CREATE STATISTICS test4_nd(ndistinct) ON id, val FROM test4;
ANALYZE test4;

EXPLAIN
SELECT DISTINCT id, val FROM test4;

                             QUERY PLAN
--------------------------------------------------------------------
 HashAggregate  (cost=2041.00..2043.00 rows=200 width=10)
   Group Key: id, val
   ->  Seq Scan on test4  (cost=0.00..1541.00 rows=100000 width=10)
(3 rows)

The statistics are stored in the system catalog:

SELECT n_distinct
FROM pg_stats_ext WHERE statistics_name = 'test4_nd';

  n_distinct
---------------
 {"1, 2": 200}
(1 row)

Multivariate most common values lists

When values are distributed non-uniformly, functional dependency data alone may not suffice, as the estimate will vary significantly depending on specific pairs of values. Let’s start with a little test setup:

CREATE TABLE test5 (id integer, val varchar);

INSERT INTO test5 (id, val)
  SELECT i % 50, 'PG00' || (i % 20 + 1)
  FROM generate_series(1, 10000) AS s(i);

ANALYZE test5;

Consider this example, where the planner inaccurately estimates the number of rows, given id equal to 35 and val equal to ‘PG0016’:

SELECT count(*) FROM test5
WHERE val = 'PG0016' AND id = 35;

 count
-------
   100
(1 row)

EXPLAIN SELECT * FROM test5
WHERE val = 'PG0016' AND id = 35;

                        QUERY PLAN
----------------------------------------------------------
 Seq Scan on test5  (cost=0.00..205.00 rows=10 width=10)
   Filter: (((val)::text = 'PG0016'::text) AND (id = 35))
(2 rows)

We can improve the estimate with multivariate MCV list statistics:

CREATE STATISTICS test5_mcv(mcv) ON id, val FROM test5;
ANALYZE test5;

EXPLAIN SELECT * FROM test5
WHERE val = 'PG0016' AND id = 35;

                        QUERY PLAN
----------------------------------------------------------
 Seq Scan on test5  (cost=0.00..205.00 rows=100 width=10)
   Filter: (((val)::text = 'PG0016'::text) AND (id = 35))
(2 rows)

Now there is frequency data in the system catalog for the planner to use:

SELECT values, frequency
FROM pg_statistic_ext stx
  JOIN pg_statistic_ext_data stxd ON stx.oid = stxd.stxoid,
  pg_mcv_list_items(stxdmcv) m
WHERE stxname = 'test5_mcv'
AND values = '{35,PG0016}';

   values    | frequency
-------------+-----------
 {35,PG0016} |      0.01
(1 row)

A multivariate most common values list stores default_statistics_target values, just like a regular MCV list. If the parameter is defined at the column level, the highest value is used.

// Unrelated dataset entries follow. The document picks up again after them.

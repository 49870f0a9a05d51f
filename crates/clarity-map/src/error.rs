//! Error types for mapping options.

use thiserror::Error;

#[derive(Debug, Clone, PartialEq, Error)]
pub enum MapError {
    /// A header threshold outside `(0, 1]`.
    #[error("{name} threshold must be in (0, 1], got {value}")]
    InvalidThreshold { name: &'static str, value: f64 },

    /// A scan depth of zero rows.
    #[error("{name} must be at least 1")]
    InvalidDepth { name: &'static str },
}

pub type Result<T> = std::result::Result<T, MapError>;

As with extended expression statistics, you can change the list size (in PostgreSQL 13 and higher):

ALTER STATISTICS ... SET STATISTICS ...;

In these examples, multivariate statistics are collected for only two columns, but you can collect them for as many columns as you want.

You can also collect different types of statistics into a single extended statistics object. To do this, just list required statistics types separated by commas when creating an object. If no specific statistics types are defined, the system will collect all available statistics at once.

PostgreSQL 14 also allows you to use not just column names, but arbitrary expressions when making multivariate and expression statistics.